JAKARTA - Lambatnya keberangkatan, kehilangan bagasi, atau antrean panjang di pos pemeriksaan keamanan—penerbangan selama ini telah menghadirkan berbagai tantangan. Namun, para ilmuwan kini menunjukkan adanya kekhawatiran yang mungkin lebih besar: peningkatan kekerasan turbulensi yang dapat menyebabkan perubahan ketinggian yang tiba-tiba dan cedera serius.
Para peneliti dari Inggris telah menemukan bahwa kekerasan turbulensi meningkat sebesar 55 persen sejak tahun 1979, dan kemungkinan akan semakin umum seiring dengan pemanasan global planet kita.
Pemanasan global menyebabkan gangguan pada jet stream—arus udara yang bergerak cepat yang digunakan pesawat untuk mendapatkan kecepatan tambahan.
Semakin banyak penumpang pesawat yang merekam rekaman turbulensi ekstrem yang menakutkan menggunakan ponsel mereka, yang mengakibatkan pramugari dan minuman panas berhamburan. Dalam kasus-kasus langka, turbulensi bahkan bisa fatal, seperti yang terjadi awal tahun ini ketika menyebabkan kematian seorang penumpang di sebuah pesawat jet pribadi.
Puluhan ribu pesawat mengalami turbulensi berat setiap tahun, dengan perkiraan biaya bagi sektor penerbangan global mencapai 1 miliar dolar AS (Rp14,8 triliun) akibat biaya cedera, kerusakan struktural pesawat, dan keterlambatan penerbangan.
Studi baru ini dilakukan oleh para peneliti di University of Reading dan dipublikasikan dalam Geophysical Research Letters Kamis 8 Juni.
"Setelah satu dekade penelitian yang menunjukkan bahwa perubahan iklim akan meningkatkan turbulensi di udara yang jernih di masa depan, kini kami memiliki bukti yang menunjukkan bahwa peningkatannya telah dimulai," kata penulis studi Profesor Paul Williams, dikutip Daily Mail.
"Kita seharusnya berinvestasi dalam sistem peramalan dan deteksi turbulensi yang lebih baik, untuk mencegah udara yang lebih kasar menjadi penerbangan yang lebih berguncang dalam beberapa dekade mendatang," tambahnya.
BACA JUGA:
Turbulensi pesawat terjadi di lokasi yang terdefinisi dengan baik, seperti di atas rangkaian pegunungan atau di dekat badai konvektif, dan umumnya dapat dihindari. Namun, terdapat jenis turbulensi khusus yang disebut turbulensi udara jernih (clear-air turbulence/CAT) yang tidak terlihat, terjadi ketika massa udara yang bergerak dengan kecepatan yang berbeda bertemu.

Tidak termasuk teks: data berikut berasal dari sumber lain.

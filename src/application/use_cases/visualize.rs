// ============================================================
// VISUALIZER
// ============================================================
// Coerce columns, select numeric/temporal ones, render histograms

use crate::domain::csv::CoercedColumn;
use crate::domain::error::{AppError, Result};
use crate::domain::report::PlotOutcome;
use crate::infrastructure::csv::CsvParser;
use crate::infrastructure::plot::HistogramRenderer;
use std::path::Path;

const NO_PLOTTABLE_COLUMNS: &str =
    "No numerical or datetime columns found for histogram generation after cleaning.";

/// Renders the per-upload histogram image, or reports why it could not
pub struct VisualizeUseCase {
    parser: CsvParser,
    renderer: HistogramRenderer,
}

impl VisualizeUseCase {
    pub fn new() -> Self {
        Self {
            parser: CsvParser::new(),
            renderer: HistogramRenderer::new(),
        }
    }

    /// Never fails: rendering problems are folded into the outcome so the
    /// rest of the pipeline keeps its result. Parse failures of the CSV
    /// itself still propagate (the summary step would have hit them first).
    pub fn execute(&self, csv_path: &Path, plot_path: &Path) -> Result<PlotOutcome> {
        let columns = self.parser.parse_file(csv_path)?;

        let plottable: Vec<CoercedColumn> = columns
            .iter()
            .map(|c| c.coerce())
            .filter(|c| c.is_plottable() && !c.present_points().is_empty())
            .collect();

        if plottable.is_empty() {
            return Ok(PlotOutcome::Skipped {
                reason: NO_PLOTTABLE_COLUMNS.to_string(),
            });
        }

        if let Some(parent) = plot_path.parent() {
            std::fs::create_dir_all(parent)
                .map_err(|e| AppError::IoError(format!("Failed to create plot dir: {}", e)))?;
        }

        match self.renderer.render(&plottable, plot_path) {
            Ok(()) => Ok(PlotOutcome::Rendered {
                path: plot_path.to_path_buf(),
            }),
            Err(AppError::PlotError(msg)) if msg.contains("Invalid value range") => {
                Ok(PlotOutcome::Skipped {
                    reason: format!(
                        "Error generating plot: {}. Double-check your CSV data types and column names.",
                        msg
                    ),
                })
            }
            Err(e) => Ok(PlotOutcome::Skipped {
                reason: format!("An unexpected error occurred during plot generation: {}", e),
            }),
        }
    }
}

impl Default for VisualizeUseCase {
    fn default() -> Self {
        Self::new()
    }
}

#[cfg(test)]
mod tests {
    use super::*;

    fn write_csv(dir: &Path, content: &str) -> std::path::PathBuf {
        let path = dir.join("data.csv");
        std::fs::write(&path, content).expect("write csv");
        path
    }

    #[test]
    fn test_numeric_csv_renders_plot() {
        let dir = tempfile::tempdir().expect("tempdir");
        let csv = write_csv(dir.path(), "age,name\n25,alice\n30,bob\n35,carol\n");
        let plot = dir.path().join("out/plot.png");

        let outcome = VisualizeUseCase::new().execute(&csv, &plot).expect("run");
        assert!(outcome.is_rendered());
        assert!(plot.is_file());
    }

    #[test]
    fn test_currency_column_is_plotted() {
        let dir = tempfile::tempdir().expect("tempdir");
        let csv = write_csv(dir.path(), "price\n$1,200\n$900\n5%\n");
        let plot = dir.path().join("plot.png");

        let outcome = VisualizeUseCase::new().execute(&csv, &plot).expect("run");
        assert!(outcome.is_rendered());
    }

    #[test]
    fn test_text_only_csv_is_skipped_with_diagnostic() {
        let dir = tempfile::tempdir().expect("tempdir");
        let csv = write_csv(dir.path(), "name,city\nalice,berlin\nbob,paris\n");
        let plot = dir.path().join("plot.png");

        let outcome = VisualizeUseCase::new().execute(&csv, &plot).expect("run");
        match outcome {
            PlotOutcome::Skipped { reason } => {
                assert_eq!(reason, NO_PLOTTABLE_COLUMNS);
            }
            PlotOutcome::Rendered { .. } => panic!("should not render"),
        }
        assert!(!plot.exists());
    }

    #[test]
    fn test_rerender_overwrites_plot() {
        let dir = tempfile::tempdir().expect("tempdir");
        let csv = write_csv(dir.path(), "x\n1\n2\n3\n");
        let plot = dir.path().join("plot.png");

        let use_case = VisualizeUseCase::new();
        use_case.execute(&csv, &plot).expect("first run");
        let first = std::fs::metadata(&plot).expect("meta").len();
        use_case.execute(&csv, &plot).expect("second run");
        let second = std::fs::metadata(&plot).expect("meta").len();
        assert_eq!(first, second);
    }
}
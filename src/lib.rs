pub mod application;
pub mod domain;
pub mod infrastructure;
pub mod interfaces;

use crate::application::AnalyzeCsvUseCase;
use crate::infrastructure::config::AppConfig;
use crate::infrastructure::llm_clients::OpenAIClient;
use crate::infrastructure::storage;
use crate::interfaces::http::{build_server, HttpState};
use std::sync::Arc;
use tracing::info;

/// Wire up dependencies and serve until shutdown.
pub async fn run(config: AppConfig) -> std::io::Result<()> {
    storage::ensure_upload_root(&config.upload_dir)?;

    let llm_client = Arc::new(OpenAIClient::new());
    let state = Arc::new(HttpState {
        analyze_use_case: AnalyzeCsvUseCase::new(llm_client),
        llm_config: config.llm.clone(),
        upload_root: config.upload_dir.clone(),
    });

    info!(
        host = %config.server.host,
        port = config.server.port,
        upload_dir = %config.upload_dir.display(),
        model = %config.llm.model,
        "Starting csv-insight"
    );

    build_server(state, &config.server.host, config.server.port)?.await
}
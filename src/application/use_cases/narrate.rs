// ============================================================
// NARRATION STEP
// ============================================================
// Turn a statistics table into prose via the chat-completion model

use crate::domain::error::Result;
use crate::domain::llm_config::LLMConfig;
use crate::infrastructure::llm_clients::LLMClient;
use crate::infrastructure::response::clean_llm_response;
use std::sync::Arc;

const SYSTEM_PROMPT: &str = "You are a data analysis assistant. Your task is to interpret the provided CSV descriptive statistics and give a concise, easy-to-understand textual summary. Highlight key features, distributions, potential outliers, or interesting insights.";

/// Sends the raw statistics table to the LLM and returns its narration
pub struct NarrateUseCase {
    llm_client: Arc<dyn LLMClient + Send + Sync>,
}

impl NarrateUseCase {
    pub fn new(llm_client: Arc<dyn LLMClient + Send + Sync>) -> Self {
        Self { llm_client }
    }

    /// One call per upload: fixed two-message prompt, no retry, no timeout
    /// override. Transport and API errors propagate to the caller.
    pub async fn execute(&self, config: &LLMConfig, statistics: &str) -> Result<String> {
        let user_prompt = format!(
            "Here are the descriptive statistics of a CSV file:\n\n{}\n\nPlease provide a clear, concise textual summary of this data.",
            statistics
        );

        let raw_result = self
            .llm_client
            .generate(config, SYSTEM_PROMPT, &user_prompt)
            .await?;

        Ok(clean_llm_response(&raw_result))
    }
}

#[cfg(test)]
mod tests {
    use super::*;
    use crate::domain::error::AppError;
    use async_trait::async_trait;

    struct EchoClient;

    #[async_trait]
    impl LLMClient for EchoClient {
        async fn generate(
            &self,
            _config: &LLMConfig,
            _system: &str,
            user: &str,
        ) -> Result<String> {
            Ok(format!("<think>hmm</think>Narration for: {}", user))
        }
    }

    struct FailingClient;

    #[async_trait]
    impl LLMClient for FailingClient {
        async fn generate(
            &self,
            _config: &LLMConfig,
            _system: &str,
            _user: &str,
        ) -> Result<String> {
            Err(AppError::LLMError("connection refused".to_string()))
        }
    }

    #[tokio::test]
    async fn test_narration_includes_statistics_and_is_cleaned() {
        let use_case = NarrateUseCase::new(Arc::new(EchoClient));
        let narration = use_case
            .execute(&LLMConfig::default(), "count  3")
            .await
            .expect("narrate");
        assert!(narration.starts_with("Narration for:"));
        assert!(narration.contains("count  3"));
        assert!(!narration.contains("<think>"));
    }

    #[tokio::test]
    async fn test_llm_failure_propagates() {
        let use_case = NarrateUseCase::new(Arc::new(FailingClient));
        let err = use_case
            .execute(&LLMConfig::default(), "count  3")
            .await
            .expect_err("should fail");
        assert!(matches!(err, AppError::LLMError(_)));
    }
}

CAT sulit untuk diamati sebelum pesawat melewati jalurnya menggunakan metode pendeteksian jarak jauh dan sulit untuk diprediksi oleh meteorolog penerbangan.

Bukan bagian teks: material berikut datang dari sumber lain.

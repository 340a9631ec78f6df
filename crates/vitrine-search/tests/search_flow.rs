//! End-to-end controller flows against an in-memory catalog.

use std::collections::VecDeque;
use std::sync::{Arc, Mutex};

use async_trait::async_trait;

use vitrine_catalog::{CatalogError, ProductCatalog};
use vitrine_core::config::{SearchConfig, ViewMode};
use vitrine_core::money::{Currency, Money};
use vitrine_core::product::RawProduct;
use vitrine_search::{Outcome, RecordingWishlist, SearchController, SearchPhase};

/// In-memory catalog that serves queued responses and records queries.
#[derive(Default)]
struct FakeCatalog {
    responses: Mutex<VecDeque<Result<Vec<RawProduct>, CatalogError>>>,
    queries: Mutex<Vec<String>>,
}

impl FakeCatalog {
    fn push(&self, response: Result<Vec<RawProduct>, CatalogError>) {
        self.responses.lock().unwrap().push_back(response);
    }

    fn queries(&self) -> Vec<String> {
        self.queries.lock().unwrap().clone()
    }
}

#[async_trait]
impl ProductCatalog for FakeCatalog {
    async fn search(&self, query: &str) -> Result<Vec<RawProduct>, CatalogError> {
        self.queries.lock().unwrap().push(query.to_string());
        self.responses
            .lock()
            .unwrap()
            .pop_front()
            .expect("no queued response")
    }
}

fn raw(id: u64, title: &str, price: f64) -> RawProduct {
    RawProduct {
        id,
        title: title.to_string(),
        price,
    }
}

#[tokio::test]
async fn shirt_query_yields_formatted_result_set() {
    let catalog = FakeCatalog::default();
    catalog.push(Ok(vec![raw(1, "Shirt", 19.9)]));

    let mut controller = SearchController::new(&SearchConfig::default());
    controller.set_query("shirt");
    assert_eq!(controller.search(&catalog).await, Outcome::Applied);

    assert_eq!(catalog.queries(), vec!["shirt".to_string()]);
    let results = controller.results();
    assert_eq!(results.len(), 1);
    assert_eq!(results.items[0].title, "Shirt");
    assert_eq!(results.items[0].price_display.as_deref(), Some("R$ 19,90"));
    assert_eq!(results.total, Some(Money::new(1990, Currency::BRL)));
    assert_eq!(controller.phase(), SearchPhase::Settled);
}

#[tokio::test]
async fn blank_query_issues_no_request_and_keeps_state() {
    let catalog = FakeCatalog::default();
    catalog.push(Ok(vec![raw(1, "Shirt", 19.9)]));

    let mut controller = SearchController::new(&SearchConfig::default());
    controller.set_query("shirt");
    controller.search(&catalog).await;
    let before = controller.results().clone();

    controller.set_query("   ");
    assert_eq!(controller.search(&catalog).await, Outcome::Skipped);

    assert_eq!(catalog.queries().len(), 1);
    assert_eq!(controller.results(), &before);
}

#[tokio::test]
async fn resubmitting_unchanged_query_is_idempotent() {
    let catalog = FakeCatalog::default();
    let page = vec![raw(1, "A", 10.5), raw(2, "B", 5.25)];
    catalog.push(Ok(page.clone()));
    catalog.push(Ok(page));

    let mut controller = SearchController::new(&SearchConfig::default());
    controller.set_query("anything");
    controller.search(&catalog).await;
    let first = controller.results().clone();
    controller.search(&catalog).await;

    assert_eq!(controller.results(), &first);
    assert_eq!(
        controller.results().total,
        Some(Money::new(1575, Currency::BRL))
    );
}

#[tokio::test]
async fn empty_catalog_response_settles_to_zero_total() {
    let catalog = FakeCatalog::default();
    catalog.push(Ok(vec![]));

    let mut controller = SearchController::new(&SearchConfig::default());
    controller.set_query("nothing");
    controller.search(&catalog).await;

    assert!(controller.results().is_empty());
    assert_eq!(
        controller.results().total,
        Some(Money::zero(Currency::BRL))
    );
}

#[tokio::test]
async fn plain_mode_passes_products_through() {
    let catalog = FakeCatalog::default();
    catalog.push(Ok(vec![raw(1, "Shirt", 19.9)]));

    let config = SearchConfig {
        mode: ViewMode::Plain,
        ..SearchConfig::default()
    };
    let mut controller = SearchController::new(&config);
    controller.set_query("shirt");
    controller.search(&catalog).await;

    let results = controller.results();
    assert_eq!(results.items[0].price_display, None);
    assert_eq!(results.total, None);
}

#[tokio::test]
async fn fetch_failure_surfaces_as_error_state() {
    let catalog = FakeCatalog::default();
    catalog.push(Err(CatalogError::Connection("refused".to_string())));

    let mut controller = SearchController::new(&SearchConfig::default());
    controller.set_query("shirt");
    assert_eq!(controller.search(&catalog).await, Outcome::Applied);

    assert!(controller.last_error().is_some());
    assert!(controller.render_props().error.is_some());
}

#[tokio::test]
async fn wishlist_records_ids_without_touching_results() {
    let catalog = FakeCatalog::default();
    catalog.push(Ok(vec![raw(1, "Shirt", 19.9)]));

    let wishlist = Arc::new(RecordingWishlist::new());
    let mut controller =
        SearchController::new(&SearchConfig::default()).with_wishlist(wishlist.clone());
    controller.set_query("shirt");
    controller.search(&catalog).await;
    let before = controller.results().clone();

    controller.add_to_wishlist(1);
    controller.add_to_wishlist(1);

    assert_eq!(wishlist.ids(), vec![1, 1]);
    assert_eq!(controller.results(), &before);
    assert_eq!(catalog.queries().len(), 1);
}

"Masalah utama [dengan CAT] adalah Anda tidak dapat melihatnya," kata Ramalingam Saravanan, seorang profesor di Departemen Ilmu Atmosfer di Texas A&M University yang tidak terlibat dalam studi tersebut.
Upaya untuk meningkatkan peramalan dan deteksi turbulensi menjadi lebih penting dalam menghadapi perubahan iklim dan peningkatan kekerasan turbulensi. Dengan pemahaman yang lebih baik tentang faktor-faktor yang mempengaruhi turbulensi, para ahli penerbangan dapat mengembangkan sistem yang lebih efektif untuk memperingatkan awak pesawat dan penumpang tentang kondisi yang mungkin berpotensi berbahaya.
Studi ini juga menyoroti perlunya tindakan mitigasi perubahan iklim yang lebih serius untuk mengurangi dampak negatif pada transportasi udara dan keselamatan penerbangan. Upaya untuk mengurangi emisi gas rumah kaca dan membatasi pemanasan global dapat membantu menjaga stabilitas jet stream dan mengurangi risiko turbulensi yang lebih parah di masa depan.
Perubahan dalam kekerasan turbulensi menjadi peringatan bagi industri penerbangan dan komunitas ilmiah bahwa perubahan iklim tidak hanya berdampak pada lingkungan, tetapi juga pada infrastruktur dan keselamatan manusia. Dalam menghadapi tantangan ini, kolaborasi antara peneliti, insinyur penerbangan, dan pihak berkepentingan industri akan menjadi kunci dalam mencari solusi yang efektif.
Penerbangan yang aman dan nyaman tetap menjadi prioritas utama, dan dengan pemahaman yang lebih baik tentang turbulensi dan dampaknya, kita dapat mengambil langkah-langkah untuk meningkatkan peringatan, perlindungan, dan pengelolaan risiko turbulensi di masa depan.